[Problem statement]
Here are some records. Repeat them all exactly.

Dataset entries
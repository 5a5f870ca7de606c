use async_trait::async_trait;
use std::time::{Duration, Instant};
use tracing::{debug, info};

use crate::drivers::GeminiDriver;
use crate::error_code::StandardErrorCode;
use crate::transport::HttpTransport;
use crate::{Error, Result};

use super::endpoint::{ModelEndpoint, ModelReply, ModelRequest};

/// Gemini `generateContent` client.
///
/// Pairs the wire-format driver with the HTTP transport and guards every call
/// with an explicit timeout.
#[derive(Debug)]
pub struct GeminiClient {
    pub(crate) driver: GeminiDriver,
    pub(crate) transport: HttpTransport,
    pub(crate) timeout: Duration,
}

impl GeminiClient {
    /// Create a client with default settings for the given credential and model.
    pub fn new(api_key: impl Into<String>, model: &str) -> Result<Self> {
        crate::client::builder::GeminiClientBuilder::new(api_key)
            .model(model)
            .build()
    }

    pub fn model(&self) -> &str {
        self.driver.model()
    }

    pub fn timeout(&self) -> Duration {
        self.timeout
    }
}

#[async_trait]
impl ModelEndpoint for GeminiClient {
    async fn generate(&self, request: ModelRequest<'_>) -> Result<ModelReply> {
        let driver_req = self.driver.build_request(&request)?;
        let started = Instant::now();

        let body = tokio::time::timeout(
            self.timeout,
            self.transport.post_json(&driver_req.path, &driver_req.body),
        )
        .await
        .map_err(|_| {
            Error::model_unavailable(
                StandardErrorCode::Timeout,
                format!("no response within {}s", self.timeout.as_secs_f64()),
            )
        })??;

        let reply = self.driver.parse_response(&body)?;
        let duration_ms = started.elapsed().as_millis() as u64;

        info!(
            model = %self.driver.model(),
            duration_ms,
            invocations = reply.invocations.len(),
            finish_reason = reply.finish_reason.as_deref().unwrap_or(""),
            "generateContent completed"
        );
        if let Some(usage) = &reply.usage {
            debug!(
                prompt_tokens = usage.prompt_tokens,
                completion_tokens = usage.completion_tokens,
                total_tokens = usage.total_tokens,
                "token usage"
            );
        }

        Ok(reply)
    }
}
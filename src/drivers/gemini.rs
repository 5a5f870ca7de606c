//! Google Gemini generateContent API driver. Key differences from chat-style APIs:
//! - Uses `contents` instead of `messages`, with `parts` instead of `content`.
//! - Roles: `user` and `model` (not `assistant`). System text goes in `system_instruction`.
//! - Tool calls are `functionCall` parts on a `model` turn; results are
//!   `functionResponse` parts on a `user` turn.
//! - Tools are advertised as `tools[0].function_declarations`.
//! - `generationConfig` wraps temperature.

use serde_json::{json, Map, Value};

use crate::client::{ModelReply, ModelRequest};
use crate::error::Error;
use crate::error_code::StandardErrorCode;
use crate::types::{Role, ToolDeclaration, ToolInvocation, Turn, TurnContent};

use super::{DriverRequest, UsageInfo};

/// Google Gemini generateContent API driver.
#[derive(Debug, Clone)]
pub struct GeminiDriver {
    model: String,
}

[Task answer]
repository 5a5f870ca7de606c
use async_trait::async_trait;
use std::time::{Duration, Instant};
use tracing::{debug, info};

use crate::drivers::GeminiDriver;
use crate::error_code::StandardErrorCode;
use crate::transport::HttpTransport;
use crate::{Error, Result};

use super::endpoint::{ModelEndpoint, ModelReply, ModelRequest};

/// Gemini `generateContent` client.
///
/// Pairs the wire-format driver with the HTTP transport and guards every call
/// with an explicit timeout.
#[derive(Debug)]
pub struct GeminiClient {
    pub(crate) driver: GeminiDriver,
    pub(crate) transport: HttpTransport,
    pub(crate) timeout: Duration,
}

impl GeminiClient {
    /// Create a client with default settings for the given credential and model.
    pub fn new(api_key: impl Into<String>, model: &str) -> Result<Self> {
        crate::client::builder::GeminiClientBuilder::new(api_key)
            .model(model)
            .build()
    }

    pub fn model(&self) -> &str {
        self.driver.model()
    }

    pub fn timeout(&self) -> Duration {
        self.timeout
    }
}

#[async_trait]
impl ModelEndpoint for GeminiClient {
    async fn generate(&self, request: ModelRequest<'_>) -> Result<ModelReply> {
        let driver_req = self.driver.build_request(&request)?;
        let started = Instant::now();

        let body = tokio::time::timeout(
            self.timeout,
            self.transport.post_json(&driver_req.path, &driver_req.body),
        )
        .await
        .map_err(|_| {
            Error::model_unavailable(
                StandardErrorCode::Timeout,
                format!("no response within {}s", self.timeout.as_secs_f64()),
            )
        })??;

        let reply = self.driver.parse_response(&body)?;
        let duration_ms = started.elapsed().as_millis() as u64;

        info!(
            model = %self.driver.model(),
            duration_ms,
            invocations = reply.invocations.len(),
            finish_reason = reply.finish_reason.as_deref().unwrap_or(""),
            "generateContent completed"
        );
        if let Some(usage) = &reply.usage {
            debug!(
                prompt_tokens = usage.prompt_tokens,
                completion_tokens = usage.completion_tokens,
                total_tokens = usage.total_tokens,
                "token usage"
            );
        }

        Ok(reply)
    }
}
filename src/drivers/gemini.rs
repository 5a5f870ca7de606c
//! Google Gemini generateContent API driver. Key differences from chat-style APIs:
//! - Uses `contents` instead of `messages`, with `parts` instead of `content`.
//! - Roles: `user` and `model` (not `assistant`). System text goes in `system_instruction`.
//! - Tool calls are `functionCall` parts on a `model` turn; results are
//!   `functionResponse` parts on a `user` turn.
//! - Tools are advertised as `tools[0].function_declarations`.
//! - `generationConfig` wraps temperature.

use serde_json::{json, Map, Value};

use crate::client::{ModelReply, ModelRequest};
use crate::error::Error;
use crate::error_code::StandardErrorCode;
use crate::types::{Role, ToolDeclaration, ToolInvocation, Turn, TurnContent};

use super::{DriverRequest, UsageInfo};

/// Google Gemini generateContent API driver.
#[derive(Debug, Clone)]
pub struct GeminiDriver {
    model: String,
}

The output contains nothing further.